=== Begin Enclosure ===

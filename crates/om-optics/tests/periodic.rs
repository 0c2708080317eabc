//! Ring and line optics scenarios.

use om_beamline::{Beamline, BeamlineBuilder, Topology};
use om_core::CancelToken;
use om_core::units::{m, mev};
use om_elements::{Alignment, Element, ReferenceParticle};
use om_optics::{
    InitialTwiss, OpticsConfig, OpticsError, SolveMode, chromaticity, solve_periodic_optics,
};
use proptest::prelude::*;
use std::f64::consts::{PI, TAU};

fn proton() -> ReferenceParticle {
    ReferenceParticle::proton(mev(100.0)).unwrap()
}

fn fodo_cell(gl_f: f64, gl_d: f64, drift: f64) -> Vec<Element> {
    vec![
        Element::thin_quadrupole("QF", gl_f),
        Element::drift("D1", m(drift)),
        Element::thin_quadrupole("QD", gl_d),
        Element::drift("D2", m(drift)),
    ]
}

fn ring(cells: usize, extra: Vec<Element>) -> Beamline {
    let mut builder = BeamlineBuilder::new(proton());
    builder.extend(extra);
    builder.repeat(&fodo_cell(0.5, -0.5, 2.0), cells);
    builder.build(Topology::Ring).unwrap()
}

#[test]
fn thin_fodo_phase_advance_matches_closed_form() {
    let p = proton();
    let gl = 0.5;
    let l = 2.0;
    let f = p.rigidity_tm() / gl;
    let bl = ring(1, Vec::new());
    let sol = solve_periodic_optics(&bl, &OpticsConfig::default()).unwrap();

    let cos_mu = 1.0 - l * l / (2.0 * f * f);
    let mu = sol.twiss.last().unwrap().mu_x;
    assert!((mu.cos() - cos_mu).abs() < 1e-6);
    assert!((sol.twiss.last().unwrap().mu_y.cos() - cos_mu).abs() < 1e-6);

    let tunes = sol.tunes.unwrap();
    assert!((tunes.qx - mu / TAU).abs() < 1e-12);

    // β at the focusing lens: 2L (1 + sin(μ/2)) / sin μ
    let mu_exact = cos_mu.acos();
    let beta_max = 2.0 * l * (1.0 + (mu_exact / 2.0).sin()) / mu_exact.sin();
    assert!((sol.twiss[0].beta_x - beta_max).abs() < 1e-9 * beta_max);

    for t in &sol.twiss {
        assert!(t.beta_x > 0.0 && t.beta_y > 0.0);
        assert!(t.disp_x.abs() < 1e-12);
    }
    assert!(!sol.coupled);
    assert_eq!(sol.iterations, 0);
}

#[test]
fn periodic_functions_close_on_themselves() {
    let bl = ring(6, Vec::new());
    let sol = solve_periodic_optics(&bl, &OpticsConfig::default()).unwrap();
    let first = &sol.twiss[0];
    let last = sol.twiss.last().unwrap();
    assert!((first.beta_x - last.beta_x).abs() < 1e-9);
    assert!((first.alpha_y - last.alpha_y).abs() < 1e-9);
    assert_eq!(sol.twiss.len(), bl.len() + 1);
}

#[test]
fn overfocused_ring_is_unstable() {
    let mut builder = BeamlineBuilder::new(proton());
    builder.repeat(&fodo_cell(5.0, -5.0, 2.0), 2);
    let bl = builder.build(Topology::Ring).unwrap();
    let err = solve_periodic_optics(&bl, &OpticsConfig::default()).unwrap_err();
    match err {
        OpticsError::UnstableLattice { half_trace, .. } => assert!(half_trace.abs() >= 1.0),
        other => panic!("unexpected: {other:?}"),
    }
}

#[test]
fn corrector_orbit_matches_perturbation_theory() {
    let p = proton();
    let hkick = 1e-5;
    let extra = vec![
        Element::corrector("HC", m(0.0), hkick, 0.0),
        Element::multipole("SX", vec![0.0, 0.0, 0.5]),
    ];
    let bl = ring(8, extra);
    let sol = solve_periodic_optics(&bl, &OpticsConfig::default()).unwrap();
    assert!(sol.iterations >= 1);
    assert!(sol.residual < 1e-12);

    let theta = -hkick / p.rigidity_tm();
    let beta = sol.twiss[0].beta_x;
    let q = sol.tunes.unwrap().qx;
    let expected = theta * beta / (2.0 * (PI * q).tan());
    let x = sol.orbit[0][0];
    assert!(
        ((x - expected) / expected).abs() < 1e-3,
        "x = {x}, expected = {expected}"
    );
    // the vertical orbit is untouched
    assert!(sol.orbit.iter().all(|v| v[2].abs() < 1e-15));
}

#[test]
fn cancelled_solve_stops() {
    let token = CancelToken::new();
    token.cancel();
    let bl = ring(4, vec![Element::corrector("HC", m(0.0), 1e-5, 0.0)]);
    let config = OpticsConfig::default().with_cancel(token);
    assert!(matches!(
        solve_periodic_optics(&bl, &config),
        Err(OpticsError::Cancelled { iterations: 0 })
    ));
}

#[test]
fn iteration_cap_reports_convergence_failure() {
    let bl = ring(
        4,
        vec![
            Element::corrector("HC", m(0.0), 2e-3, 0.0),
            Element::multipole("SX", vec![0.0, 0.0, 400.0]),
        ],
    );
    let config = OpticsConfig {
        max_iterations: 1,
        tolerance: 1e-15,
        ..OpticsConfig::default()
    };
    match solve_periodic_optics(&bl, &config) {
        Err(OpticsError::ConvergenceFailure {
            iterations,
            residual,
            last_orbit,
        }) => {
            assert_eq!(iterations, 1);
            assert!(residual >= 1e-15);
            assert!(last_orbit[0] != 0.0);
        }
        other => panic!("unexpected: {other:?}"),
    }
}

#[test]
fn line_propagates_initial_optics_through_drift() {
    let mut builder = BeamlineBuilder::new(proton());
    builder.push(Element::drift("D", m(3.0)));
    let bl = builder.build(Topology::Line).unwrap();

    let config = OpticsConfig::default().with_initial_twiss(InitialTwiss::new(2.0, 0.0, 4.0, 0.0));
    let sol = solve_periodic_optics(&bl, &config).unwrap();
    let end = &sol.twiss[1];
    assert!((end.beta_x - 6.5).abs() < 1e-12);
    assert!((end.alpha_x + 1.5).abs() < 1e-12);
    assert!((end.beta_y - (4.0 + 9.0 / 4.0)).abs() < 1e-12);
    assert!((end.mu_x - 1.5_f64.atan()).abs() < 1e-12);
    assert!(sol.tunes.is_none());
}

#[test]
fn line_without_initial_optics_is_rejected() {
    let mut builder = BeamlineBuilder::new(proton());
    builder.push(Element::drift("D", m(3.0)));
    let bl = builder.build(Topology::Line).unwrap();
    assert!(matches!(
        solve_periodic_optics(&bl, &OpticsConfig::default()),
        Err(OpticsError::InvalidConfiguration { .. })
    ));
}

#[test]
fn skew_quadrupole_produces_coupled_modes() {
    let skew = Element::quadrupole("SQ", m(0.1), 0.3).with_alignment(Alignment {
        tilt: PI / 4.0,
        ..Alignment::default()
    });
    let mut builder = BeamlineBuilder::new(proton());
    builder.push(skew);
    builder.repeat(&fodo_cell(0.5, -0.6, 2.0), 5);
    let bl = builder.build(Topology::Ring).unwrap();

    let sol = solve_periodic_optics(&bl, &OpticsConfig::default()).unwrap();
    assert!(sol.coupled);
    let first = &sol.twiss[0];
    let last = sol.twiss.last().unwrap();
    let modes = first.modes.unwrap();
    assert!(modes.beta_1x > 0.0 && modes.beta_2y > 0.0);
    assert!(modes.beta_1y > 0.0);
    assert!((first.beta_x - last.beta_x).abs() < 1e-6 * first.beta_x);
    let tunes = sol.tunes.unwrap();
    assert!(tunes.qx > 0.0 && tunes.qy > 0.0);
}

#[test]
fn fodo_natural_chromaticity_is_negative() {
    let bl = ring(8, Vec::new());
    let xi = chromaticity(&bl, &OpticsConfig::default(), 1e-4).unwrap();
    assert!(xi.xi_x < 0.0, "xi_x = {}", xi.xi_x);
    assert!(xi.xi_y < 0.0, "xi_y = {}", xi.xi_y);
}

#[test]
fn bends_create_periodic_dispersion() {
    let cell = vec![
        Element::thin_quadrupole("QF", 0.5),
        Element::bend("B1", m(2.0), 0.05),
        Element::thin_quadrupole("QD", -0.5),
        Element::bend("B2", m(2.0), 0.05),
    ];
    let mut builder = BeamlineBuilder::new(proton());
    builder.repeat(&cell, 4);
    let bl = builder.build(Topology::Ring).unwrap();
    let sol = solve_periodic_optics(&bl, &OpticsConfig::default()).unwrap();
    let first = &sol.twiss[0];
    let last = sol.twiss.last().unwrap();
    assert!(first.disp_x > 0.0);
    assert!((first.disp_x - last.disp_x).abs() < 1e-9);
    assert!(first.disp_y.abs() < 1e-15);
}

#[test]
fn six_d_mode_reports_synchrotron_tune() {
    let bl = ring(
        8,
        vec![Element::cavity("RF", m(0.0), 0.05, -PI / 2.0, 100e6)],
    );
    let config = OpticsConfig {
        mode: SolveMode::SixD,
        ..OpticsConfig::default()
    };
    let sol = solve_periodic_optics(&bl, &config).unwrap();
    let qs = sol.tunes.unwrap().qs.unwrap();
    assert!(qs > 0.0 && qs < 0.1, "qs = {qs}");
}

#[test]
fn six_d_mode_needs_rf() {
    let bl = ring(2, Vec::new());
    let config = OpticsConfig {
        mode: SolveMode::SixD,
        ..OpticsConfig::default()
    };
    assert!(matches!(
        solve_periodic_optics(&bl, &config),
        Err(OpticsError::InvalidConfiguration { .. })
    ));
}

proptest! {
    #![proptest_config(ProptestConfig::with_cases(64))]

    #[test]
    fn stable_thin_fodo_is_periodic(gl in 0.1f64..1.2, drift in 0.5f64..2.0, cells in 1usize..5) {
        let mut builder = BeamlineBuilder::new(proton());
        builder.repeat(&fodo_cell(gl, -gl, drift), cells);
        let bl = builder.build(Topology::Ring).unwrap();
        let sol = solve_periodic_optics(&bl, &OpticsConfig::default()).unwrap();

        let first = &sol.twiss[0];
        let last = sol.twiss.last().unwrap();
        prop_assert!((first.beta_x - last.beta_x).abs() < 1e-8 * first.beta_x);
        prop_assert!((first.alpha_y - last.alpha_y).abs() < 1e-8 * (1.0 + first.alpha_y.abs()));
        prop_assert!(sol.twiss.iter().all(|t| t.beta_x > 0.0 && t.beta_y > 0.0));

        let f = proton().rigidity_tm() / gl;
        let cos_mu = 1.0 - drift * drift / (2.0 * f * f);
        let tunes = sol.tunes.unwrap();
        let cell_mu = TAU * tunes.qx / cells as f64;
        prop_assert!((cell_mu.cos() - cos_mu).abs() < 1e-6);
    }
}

=== End Enclosure ===

Activity
Count the lines of the records that include the word "InitialTwiss", please, and report the number alone.

Answer to this problem
2